### RECORDS SUPPLIED

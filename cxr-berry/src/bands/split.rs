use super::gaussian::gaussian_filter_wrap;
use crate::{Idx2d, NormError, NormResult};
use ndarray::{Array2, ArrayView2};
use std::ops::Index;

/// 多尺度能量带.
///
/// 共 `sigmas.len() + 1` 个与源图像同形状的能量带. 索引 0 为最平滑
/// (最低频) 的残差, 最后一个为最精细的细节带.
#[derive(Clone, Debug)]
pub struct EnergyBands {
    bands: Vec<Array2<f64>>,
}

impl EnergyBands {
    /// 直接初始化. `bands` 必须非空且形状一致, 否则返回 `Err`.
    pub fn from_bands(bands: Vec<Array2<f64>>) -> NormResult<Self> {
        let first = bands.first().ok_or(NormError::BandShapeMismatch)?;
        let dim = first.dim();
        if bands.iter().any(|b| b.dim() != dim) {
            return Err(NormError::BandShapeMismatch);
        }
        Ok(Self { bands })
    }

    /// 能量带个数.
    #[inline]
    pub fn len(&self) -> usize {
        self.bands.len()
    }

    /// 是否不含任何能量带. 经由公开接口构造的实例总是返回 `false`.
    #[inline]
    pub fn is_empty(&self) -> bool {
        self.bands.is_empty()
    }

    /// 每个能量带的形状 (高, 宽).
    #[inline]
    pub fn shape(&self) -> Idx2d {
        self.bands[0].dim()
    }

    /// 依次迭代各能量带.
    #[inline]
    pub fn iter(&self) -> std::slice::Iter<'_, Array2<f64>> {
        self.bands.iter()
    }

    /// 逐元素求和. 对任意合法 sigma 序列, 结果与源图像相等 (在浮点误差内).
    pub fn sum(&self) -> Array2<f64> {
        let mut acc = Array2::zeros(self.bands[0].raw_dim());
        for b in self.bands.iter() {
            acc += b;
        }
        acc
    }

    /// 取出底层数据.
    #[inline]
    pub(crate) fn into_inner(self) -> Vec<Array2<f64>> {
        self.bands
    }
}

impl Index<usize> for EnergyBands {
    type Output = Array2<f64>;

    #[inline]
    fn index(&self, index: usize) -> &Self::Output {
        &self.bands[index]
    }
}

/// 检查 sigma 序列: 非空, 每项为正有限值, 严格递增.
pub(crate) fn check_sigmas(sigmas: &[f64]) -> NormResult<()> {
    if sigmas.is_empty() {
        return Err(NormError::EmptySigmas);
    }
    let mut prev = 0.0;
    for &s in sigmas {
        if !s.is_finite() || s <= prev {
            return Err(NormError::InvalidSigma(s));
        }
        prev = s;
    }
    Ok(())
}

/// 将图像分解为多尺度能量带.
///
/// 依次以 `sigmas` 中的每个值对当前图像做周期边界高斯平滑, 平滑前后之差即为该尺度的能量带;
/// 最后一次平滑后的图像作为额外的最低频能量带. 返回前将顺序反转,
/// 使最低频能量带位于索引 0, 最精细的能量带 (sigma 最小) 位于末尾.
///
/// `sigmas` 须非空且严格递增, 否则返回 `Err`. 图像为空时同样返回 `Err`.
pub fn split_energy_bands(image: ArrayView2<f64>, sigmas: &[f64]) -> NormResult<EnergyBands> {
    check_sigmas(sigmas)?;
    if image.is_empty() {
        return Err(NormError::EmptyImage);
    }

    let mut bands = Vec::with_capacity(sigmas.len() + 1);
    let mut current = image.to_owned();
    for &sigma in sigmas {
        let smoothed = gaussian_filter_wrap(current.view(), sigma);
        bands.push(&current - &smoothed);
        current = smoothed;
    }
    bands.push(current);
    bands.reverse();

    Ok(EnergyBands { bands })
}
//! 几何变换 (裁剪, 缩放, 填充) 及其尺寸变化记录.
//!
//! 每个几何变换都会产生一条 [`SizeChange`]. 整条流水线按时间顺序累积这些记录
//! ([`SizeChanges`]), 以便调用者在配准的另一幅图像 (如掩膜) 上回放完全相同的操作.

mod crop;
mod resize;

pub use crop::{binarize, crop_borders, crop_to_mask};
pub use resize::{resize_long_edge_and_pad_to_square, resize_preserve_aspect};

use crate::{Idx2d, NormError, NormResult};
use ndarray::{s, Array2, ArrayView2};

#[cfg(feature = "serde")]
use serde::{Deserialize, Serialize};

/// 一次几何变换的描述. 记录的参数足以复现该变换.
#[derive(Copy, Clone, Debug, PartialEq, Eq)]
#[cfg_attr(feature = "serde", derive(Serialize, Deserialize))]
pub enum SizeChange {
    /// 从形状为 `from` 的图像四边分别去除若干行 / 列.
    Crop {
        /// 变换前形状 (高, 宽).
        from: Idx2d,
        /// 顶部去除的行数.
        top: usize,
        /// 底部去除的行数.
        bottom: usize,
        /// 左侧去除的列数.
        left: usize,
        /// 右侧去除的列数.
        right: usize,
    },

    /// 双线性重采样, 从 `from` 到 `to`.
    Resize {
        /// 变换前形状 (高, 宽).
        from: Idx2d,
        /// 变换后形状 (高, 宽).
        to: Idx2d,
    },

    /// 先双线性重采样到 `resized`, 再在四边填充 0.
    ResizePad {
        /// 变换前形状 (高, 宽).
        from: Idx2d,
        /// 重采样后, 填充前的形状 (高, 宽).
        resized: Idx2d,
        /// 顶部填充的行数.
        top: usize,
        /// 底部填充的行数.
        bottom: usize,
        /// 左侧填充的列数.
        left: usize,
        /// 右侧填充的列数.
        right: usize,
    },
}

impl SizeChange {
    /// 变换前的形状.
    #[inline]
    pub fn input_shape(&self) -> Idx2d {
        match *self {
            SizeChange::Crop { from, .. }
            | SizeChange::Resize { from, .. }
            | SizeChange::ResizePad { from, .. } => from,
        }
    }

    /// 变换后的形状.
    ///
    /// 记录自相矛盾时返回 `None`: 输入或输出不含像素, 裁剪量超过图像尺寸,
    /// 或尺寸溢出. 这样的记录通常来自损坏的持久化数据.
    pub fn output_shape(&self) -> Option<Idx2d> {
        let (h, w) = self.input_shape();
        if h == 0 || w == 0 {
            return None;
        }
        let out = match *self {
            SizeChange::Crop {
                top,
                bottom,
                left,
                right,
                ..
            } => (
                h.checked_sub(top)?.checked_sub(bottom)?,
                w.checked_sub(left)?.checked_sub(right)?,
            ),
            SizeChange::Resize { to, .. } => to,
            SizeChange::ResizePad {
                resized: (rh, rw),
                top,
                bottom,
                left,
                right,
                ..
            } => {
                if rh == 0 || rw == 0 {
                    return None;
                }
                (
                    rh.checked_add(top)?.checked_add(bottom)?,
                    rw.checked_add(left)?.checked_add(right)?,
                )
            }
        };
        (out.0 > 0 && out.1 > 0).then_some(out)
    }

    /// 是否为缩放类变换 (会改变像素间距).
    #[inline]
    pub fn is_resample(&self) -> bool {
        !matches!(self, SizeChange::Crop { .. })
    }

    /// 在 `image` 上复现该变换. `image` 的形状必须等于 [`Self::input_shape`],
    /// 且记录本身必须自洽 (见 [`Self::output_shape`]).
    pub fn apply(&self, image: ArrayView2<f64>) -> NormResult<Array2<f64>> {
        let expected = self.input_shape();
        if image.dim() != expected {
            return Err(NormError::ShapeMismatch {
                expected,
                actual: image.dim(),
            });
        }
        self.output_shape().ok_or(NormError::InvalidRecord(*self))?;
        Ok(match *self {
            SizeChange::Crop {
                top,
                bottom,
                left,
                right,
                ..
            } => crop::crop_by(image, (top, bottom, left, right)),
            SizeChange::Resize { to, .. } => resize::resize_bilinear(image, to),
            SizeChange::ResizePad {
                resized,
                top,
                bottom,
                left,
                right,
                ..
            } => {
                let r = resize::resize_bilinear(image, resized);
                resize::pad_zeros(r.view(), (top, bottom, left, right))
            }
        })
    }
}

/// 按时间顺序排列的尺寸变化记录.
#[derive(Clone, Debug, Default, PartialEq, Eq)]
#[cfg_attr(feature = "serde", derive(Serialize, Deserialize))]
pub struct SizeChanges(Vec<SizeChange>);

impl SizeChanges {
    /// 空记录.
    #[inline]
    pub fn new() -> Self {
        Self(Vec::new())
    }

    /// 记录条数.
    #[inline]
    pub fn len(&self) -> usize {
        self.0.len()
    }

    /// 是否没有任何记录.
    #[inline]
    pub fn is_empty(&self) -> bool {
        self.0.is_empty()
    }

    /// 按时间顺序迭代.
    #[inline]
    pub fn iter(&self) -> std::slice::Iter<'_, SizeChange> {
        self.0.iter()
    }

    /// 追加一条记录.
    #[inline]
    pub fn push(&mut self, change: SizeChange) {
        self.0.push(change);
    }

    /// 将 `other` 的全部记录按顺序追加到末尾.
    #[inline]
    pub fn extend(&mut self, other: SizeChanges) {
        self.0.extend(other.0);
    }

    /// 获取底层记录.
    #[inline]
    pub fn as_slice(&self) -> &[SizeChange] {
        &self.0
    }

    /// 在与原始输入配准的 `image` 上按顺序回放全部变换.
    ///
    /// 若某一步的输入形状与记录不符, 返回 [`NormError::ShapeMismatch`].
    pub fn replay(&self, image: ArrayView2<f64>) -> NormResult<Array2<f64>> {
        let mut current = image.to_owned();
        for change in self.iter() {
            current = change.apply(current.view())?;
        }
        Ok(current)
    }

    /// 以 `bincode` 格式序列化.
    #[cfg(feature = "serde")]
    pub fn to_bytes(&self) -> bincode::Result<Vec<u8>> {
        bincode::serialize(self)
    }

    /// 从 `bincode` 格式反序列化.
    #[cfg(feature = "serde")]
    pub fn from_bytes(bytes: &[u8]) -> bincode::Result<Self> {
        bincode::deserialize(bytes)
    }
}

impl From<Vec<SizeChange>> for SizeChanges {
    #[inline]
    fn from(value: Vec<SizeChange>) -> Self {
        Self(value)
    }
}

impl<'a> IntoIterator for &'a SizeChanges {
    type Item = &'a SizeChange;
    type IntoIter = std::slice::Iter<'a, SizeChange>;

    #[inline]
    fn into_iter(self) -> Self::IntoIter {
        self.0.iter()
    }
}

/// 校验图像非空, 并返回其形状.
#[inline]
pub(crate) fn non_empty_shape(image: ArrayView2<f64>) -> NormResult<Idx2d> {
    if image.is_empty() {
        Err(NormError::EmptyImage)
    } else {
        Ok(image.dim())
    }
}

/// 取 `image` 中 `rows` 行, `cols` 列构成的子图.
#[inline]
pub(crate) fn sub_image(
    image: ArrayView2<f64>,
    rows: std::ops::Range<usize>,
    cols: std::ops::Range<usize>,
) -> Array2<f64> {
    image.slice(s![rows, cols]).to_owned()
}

* * *

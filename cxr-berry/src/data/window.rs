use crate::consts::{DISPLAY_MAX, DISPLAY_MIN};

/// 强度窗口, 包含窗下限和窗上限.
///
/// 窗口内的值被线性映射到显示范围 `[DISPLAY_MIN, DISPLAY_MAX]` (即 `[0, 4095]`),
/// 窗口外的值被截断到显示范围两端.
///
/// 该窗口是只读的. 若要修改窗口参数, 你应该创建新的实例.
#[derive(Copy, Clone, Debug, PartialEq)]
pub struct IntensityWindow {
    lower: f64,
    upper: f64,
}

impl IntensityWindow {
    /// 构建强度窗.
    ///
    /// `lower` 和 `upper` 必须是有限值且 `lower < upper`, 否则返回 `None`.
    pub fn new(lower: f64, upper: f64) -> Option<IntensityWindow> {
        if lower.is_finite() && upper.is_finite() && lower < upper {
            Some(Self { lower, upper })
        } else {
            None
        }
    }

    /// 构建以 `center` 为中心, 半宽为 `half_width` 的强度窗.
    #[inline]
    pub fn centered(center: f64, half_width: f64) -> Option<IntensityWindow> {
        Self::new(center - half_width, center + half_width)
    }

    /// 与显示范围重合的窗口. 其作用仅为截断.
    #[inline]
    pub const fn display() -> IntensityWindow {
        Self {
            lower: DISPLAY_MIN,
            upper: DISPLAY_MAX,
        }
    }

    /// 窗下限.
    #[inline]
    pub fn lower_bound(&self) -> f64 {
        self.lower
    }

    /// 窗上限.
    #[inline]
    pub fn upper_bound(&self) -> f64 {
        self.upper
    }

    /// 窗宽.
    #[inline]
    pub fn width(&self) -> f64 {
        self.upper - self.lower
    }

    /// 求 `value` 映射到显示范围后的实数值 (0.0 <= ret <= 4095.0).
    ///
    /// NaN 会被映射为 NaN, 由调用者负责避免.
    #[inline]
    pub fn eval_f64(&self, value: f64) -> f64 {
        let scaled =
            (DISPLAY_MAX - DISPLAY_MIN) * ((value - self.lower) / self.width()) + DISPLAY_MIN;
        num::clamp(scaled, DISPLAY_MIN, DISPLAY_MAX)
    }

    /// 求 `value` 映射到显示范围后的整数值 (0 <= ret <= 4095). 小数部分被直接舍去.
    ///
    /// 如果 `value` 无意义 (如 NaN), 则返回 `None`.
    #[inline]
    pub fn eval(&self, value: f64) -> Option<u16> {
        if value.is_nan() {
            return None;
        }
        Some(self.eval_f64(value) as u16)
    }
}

...

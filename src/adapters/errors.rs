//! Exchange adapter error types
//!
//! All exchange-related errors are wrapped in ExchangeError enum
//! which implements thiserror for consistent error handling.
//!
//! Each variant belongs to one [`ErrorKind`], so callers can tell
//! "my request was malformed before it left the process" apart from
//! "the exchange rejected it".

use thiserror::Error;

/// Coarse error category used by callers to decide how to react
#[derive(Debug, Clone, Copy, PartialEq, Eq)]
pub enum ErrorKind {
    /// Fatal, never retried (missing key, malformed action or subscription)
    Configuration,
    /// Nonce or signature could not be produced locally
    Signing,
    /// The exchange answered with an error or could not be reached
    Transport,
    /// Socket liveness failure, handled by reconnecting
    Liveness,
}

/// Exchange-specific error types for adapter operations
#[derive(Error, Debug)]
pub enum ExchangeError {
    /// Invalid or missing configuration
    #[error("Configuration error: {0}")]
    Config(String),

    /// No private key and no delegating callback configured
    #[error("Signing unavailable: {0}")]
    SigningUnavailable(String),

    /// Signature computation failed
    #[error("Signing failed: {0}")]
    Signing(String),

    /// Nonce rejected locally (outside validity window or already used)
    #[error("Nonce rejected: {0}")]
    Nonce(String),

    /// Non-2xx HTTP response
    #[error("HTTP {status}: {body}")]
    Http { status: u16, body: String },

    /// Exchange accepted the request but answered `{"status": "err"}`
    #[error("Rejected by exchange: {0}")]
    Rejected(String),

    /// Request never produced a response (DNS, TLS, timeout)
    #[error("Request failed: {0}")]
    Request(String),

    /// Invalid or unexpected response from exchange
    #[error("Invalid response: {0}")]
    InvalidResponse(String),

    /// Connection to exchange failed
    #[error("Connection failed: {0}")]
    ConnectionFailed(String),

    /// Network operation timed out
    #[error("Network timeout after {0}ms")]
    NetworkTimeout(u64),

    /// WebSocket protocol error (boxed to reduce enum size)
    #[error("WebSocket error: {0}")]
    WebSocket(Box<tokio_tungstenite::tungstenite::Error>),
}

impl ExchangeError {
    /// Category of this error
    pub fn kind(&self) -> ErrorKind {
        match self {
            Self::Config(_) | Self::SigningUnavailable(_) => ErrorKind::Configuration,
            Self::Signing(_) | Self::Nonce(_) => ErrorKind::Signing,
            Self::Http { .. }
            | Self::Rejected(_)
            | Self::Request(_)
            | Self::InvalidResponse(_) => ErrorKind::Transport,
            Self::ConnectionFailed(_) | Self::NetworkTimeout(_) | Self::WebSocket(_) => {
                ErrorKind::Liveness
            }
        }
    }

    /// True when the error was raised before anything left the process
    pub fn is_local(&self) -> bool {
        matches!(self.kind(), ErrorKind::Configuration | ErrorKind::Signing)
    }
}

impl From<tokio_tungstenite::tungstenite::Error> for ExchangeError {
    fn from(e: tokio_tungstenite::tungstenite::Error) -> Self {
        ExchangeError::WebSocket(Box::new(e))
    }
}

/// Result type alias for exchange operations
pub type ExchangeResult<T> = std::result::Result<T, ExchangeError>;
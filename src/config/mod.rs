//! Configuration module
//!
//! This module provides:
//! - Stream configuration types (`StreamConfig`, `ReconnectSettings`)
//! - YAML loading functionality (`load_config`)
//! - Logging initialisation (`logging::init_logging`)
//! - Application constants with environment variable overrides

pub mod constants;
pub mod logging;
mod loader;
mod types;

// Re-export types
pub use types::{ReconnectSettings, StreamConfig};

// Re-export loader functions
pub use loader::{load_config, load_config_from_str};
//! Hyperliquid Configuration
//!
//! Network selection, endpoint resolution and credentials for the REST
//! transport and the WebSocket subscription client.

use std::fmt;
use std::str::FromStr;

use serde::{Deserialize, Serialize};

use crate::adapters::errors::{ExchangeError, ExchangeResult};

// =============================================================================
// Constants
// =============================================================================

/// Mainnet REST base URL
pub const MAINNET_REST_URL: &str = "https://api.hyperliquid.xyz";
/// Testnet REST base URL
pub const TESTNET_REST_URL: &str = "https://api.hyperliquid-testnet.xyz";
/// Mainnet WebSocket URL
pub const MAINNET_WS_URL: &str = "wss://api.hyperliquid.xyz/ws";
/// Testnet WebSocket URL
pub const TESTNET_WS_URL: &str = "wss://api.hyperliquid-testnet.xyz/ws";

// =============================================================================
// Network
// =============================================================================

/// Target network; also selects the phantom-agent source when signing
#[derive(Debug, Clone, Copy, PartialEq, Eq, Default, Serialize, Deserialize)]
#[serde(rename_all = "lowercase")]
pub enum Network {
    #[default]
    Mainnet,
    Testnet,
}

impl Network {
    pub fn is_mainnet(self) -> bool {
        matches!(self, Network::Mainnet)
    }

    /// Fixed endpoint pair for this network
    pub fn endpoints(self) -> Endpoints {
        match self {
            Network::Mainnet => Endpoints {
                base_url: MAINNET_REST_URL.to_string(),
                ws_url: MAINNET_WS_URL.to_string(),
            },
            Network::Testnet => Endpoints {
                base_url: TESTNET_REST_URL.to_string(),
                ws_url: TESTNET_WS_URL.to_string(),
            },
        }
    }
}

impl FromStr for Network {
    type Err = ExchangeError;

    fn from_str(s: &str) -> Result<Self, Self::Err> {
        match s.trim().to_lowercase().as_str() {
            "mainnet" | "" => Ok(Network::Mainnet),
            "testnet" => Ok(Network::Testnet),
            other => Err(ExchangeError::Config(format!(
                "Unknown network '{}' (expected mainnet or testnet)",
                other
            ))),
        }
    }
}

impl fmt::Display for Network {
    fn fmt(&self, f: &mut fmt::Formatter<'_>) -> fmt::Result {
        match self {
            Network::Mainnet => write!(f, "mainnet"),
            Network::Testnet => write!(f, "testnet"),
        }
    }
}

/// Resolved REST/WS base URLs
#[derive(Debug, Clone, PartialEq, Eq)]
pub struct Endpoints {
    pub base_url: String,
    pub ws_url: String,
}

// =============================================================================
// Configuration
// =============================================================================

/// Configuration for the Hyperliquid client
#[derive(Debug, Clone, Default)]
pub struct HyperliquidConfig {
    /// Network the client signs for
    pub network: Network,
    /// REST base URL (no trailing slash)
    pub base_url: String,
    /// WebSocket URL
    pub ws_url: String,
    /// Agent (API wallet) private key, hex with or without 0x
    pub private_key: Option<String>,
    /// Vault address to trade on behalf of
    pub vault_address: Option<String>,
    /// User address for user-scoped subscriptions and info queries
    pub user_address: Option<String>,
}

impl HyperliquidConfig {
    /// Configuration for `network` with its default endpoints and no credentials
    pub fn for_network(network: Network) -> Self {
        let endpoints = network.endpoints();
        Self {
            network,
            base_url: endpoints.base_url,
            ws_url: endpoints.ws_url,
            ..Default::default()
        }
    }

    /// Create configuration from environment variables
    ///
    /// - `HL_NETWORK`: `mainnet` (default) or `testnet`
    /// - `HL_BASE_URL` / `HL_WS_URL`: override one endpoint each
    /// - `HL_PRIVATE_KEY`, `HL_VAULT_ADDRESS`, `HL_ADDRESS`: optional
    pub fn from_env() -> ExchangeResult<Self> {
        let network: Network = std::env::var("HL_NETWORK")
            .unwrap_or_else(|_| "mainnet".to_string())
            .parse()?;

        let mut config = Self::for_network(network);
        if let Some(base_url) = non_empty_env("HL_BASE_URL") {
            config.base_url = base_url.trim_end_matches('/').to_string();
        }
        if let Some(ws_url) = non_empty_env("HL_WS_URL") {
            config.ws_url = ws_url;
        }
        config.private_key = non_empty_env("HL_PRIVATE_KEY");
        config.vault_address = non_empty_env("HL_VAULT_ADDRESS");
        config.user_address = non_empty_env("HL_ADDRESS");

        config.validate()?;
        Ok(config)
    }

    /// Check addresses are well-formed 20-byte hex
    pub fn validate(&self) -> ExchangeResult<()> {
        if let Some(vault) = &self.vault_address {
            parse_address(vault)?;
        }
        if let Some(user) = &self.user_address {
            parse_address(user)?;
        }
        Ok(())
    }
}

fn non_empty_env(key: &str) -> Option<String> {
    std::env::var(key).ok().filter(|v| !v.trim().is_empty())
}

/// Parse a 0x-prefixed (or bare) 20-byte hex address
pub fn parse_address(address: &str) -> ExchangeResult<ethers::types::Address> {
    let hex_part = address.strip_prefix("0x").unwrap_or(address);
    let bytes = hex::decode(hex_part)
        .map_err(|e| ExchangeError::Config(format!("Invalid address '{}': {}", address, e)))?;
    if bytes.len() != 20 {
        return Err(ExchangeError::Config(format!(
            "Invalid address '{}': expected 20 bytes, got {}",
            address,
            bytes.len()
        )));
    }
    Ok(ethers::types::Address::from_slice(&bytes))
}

### WORK TO BE COMPLETED
In the data above, find the line that contains "filename cxr-berry/src/bands/split.rs" and the line that contains "for &s in sigmas". Repeat exactly those lines and every line between them, and only those.

### REPLY
filename cxr-berry/src/bands/split.rs
use super::gaussian::gaussian_filter_wrap;
use crate::{Idx2d, NormError, NormResult};
use ndarray::{Array2, ArrayView2};
use std::ops::Index;

/// 多尺度能量带.
///
/// 共 `sigmas.len() + 1` 个与源图像同形状的能量带. 索引 0 为最平滑
/// (最低频) 的残差, 最后一个为最精细的细节带.
#[derive(Clone, Debug)]
pub struct EnergyBands {
    bands: Vec<Array2<f64>>,
}

impl EnergyBands {
    /// 直接初始化. `bands` 必须非空且形状一致, 否则返回 `Err`.
    pub fn from_bands(bands: Vec<Array2<f64>>) -> NormResult<Self> {
        let first = bands.first().ok_or(NormError::BandShapeMismatch)?;
        let dim = first.dim();
        if bands.iter().any(|b| b.dim() != dim) {
            return Err(NormError::BandShapeMismatch);
        }
        Ok(Self { bands })
    }

    /// 能量带个数.
    #[inline]
    pub fn len(&self) -> usize {
        self.bands.len()
    }

    /// 是否不含任何能量带. 经由公开接口构造的实例总是返回 `false`.
    #[inline]
    pub fn is_empty(&self) -> bool {
        self.bands.is_empty()
    }

    /// 每个能量带的形状 (高, 宽).
    #[inline]
    pub fn shape(&self) -> Idx2d {
        self.bands[0].dim()
    }

    /// 依次迭代各能量带.
    #[inline]
    pub fn iter(&self) -> std::slice::Iter<'_, Array2<f64>> {
        self.bands.iter()
    }

    /// 逐元素求和. 对任意合法 sigma 序列, 结果与源图像相等 (在浮点误差内).
    pub fn sum(&self) -> Array2<f64> {
        let mut acc = Array2::zeros(self.bands[0].raw_dim());
        for b in self.bands.iter() {
            acc += b;
        }
        acc
    }

    /// 取出底层数据.
    #[inline]
    pub(crate) fn into_inner(self) -> Vec<Array2<f64>> {
        self.bands
    }
}

impl Index<usize> for EnergyBands {
    type Output = Array2<f64>;

    #[inline]
    fn index(&self, index: usize) -> &Self::Output {
        &self.bands[index]
    }
}

/// 检查 sigma 序列: 非空, 每项为正有限值, 严格递增.
pub(crate) fn check_sigmas(sigmas: &[f64]) -> NormResult<()> {
    if sigmas.is_empty() {
        return Err(NormError::EmptySigmas);
    }
    let mut prev = 0.0;
    for &s in sigmas {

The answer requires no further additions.